__REQUIRED WORK__
In the answer, give only the lines from the one containing "let from = from.min(buf.len());" to the end of the listing below, each reproduced word for word.
═════ PROVIDED RECORDS
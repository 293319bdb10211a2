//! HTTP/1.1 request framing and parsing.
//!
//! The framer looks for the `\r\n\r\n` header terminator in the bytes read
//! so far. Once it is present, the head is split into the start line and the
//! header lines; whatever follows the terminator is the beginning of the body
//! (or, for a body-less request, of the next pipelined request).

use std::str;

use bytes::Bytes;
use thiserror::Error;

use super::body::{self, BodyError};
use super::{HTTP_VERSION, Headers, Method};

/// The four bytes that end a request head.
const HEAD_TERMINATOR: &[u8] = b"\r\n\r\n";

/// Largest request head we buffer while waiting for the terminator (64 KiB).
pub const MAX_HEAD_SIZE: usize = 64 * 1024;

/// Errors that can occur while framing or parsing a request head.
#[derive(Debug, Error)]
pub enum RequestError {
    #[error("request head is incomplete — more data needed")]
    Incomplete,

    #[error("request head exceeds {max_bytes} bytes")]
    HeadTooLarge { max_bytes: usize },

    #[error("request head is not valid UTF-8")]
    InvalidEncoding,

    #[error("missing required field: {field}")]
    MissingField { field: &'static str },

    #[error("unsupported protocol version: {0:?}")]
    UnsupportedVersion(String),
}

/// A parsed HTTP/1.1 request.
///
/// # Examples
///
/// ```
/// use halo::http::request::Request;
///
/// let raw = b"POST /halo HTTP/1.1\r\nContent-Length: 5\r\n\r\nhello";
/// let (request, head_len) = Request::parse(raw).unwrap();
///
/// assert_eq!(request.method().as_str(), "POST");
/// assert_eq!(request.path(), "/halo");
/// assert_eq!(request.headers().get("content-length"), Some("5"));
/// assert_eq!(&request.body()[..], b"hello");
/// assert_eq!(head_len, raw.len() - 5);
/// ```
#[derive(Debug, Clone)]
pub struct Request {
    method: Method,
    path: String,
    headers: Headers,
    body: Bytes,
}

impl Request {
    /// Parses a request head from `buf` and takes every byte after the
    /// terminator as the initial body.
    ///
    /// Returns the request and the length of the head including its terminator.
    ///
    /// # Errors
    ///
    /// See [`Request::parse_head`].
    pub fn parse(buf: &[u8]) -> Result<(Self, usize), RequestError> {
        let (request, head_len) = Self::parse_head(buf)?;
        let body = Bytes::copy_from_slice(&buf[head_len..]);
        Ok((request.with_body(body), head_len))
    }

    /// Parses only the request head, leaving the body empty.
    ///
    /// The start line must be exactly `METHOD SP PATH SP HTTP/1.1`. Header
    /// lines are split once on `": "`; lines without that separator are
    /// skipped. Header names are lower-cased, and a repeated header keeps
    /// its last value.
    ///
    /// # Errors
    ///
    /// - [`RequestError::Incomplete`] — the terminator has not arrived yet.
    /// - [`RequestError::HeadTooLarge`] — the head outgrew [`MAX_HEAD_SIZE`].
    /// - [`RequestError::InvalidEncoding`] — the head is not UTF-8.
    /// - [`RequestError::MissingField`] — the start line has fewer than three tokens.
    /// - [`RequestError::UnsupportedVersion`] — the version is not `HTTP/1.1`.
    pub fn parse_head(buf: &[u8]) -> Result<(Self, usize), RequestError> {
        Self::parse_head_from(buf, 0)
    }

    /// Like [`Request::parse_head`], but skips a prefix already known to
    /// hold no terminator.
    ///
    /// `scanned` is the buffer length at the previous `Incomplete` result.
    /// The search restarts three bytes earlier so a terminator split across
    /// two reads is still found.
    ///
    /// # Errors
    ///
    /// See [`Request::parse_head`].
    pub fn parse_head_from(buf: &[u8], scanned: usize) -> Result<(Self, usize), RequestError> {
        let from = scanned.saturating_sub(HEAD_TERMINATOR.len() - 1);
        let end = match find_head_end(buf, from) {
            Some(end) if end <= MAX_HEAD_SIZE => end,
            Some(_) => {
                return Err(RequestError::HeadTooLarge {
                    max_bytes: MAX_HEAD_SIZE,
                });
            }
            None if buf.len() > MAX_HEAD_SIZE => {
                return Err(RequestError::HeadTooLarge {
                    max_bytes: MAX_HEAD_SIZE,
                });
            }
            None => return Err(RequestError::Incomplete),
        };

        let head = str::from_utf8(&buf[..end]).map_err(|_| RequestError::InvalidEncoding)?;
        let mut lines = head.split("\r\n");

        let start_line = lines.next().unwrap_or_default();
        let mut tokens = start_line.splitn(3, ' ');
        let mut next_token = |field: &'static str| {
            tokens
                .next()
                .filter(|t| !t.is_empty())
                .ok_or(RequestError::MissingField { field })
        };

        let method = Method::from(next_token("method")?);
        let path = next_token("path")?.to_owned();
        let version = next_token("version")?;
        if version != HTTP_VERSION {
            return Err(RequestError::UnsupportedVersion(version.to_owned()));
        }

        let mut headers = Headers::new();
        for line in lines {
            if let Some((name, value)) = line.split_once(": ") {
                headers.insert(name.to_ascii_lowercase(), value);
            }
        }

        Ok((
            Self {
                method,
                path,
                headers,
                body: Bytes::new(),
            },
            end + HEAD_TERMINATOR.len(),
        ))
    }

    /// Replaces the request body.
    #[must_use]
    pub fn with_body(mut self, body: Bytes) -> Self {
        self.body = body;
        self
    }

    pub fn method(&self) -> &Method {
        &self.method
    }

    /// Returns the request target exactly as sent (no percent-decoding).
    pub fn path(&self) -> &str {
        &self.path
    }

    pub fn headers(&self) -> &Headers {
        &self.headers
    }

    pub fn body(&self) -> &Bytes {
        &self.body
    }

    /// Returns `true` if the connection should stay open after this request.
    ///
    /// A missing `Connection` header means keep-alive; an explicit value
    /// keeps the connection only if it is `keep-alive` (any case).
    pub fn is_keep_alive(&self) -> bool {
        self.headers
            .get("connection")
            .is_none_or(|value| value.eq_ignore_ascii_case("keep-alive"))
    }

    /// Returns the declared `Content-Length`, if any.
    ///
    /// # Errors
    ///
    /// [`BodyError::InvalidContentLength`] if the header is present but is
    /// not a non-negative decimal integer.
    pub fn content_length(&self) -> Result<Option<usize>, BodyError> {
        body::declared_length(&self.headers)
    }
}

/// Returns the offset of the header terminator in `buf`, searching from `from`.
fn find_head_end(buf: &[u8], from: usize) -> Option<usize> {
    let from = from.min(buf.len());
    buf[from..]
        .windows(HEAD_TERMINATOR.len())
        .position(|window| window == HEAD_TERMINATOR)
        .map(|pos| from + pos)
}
══════════
__FINAL ANSWER__
    let from = from.min(buf.len());
    buf[from..]
        .windows(HEAD_TERMINATOR.len())
        .position(|window| window == HEAD_TERMINATOR)
        .map(|pos| from + pos)
}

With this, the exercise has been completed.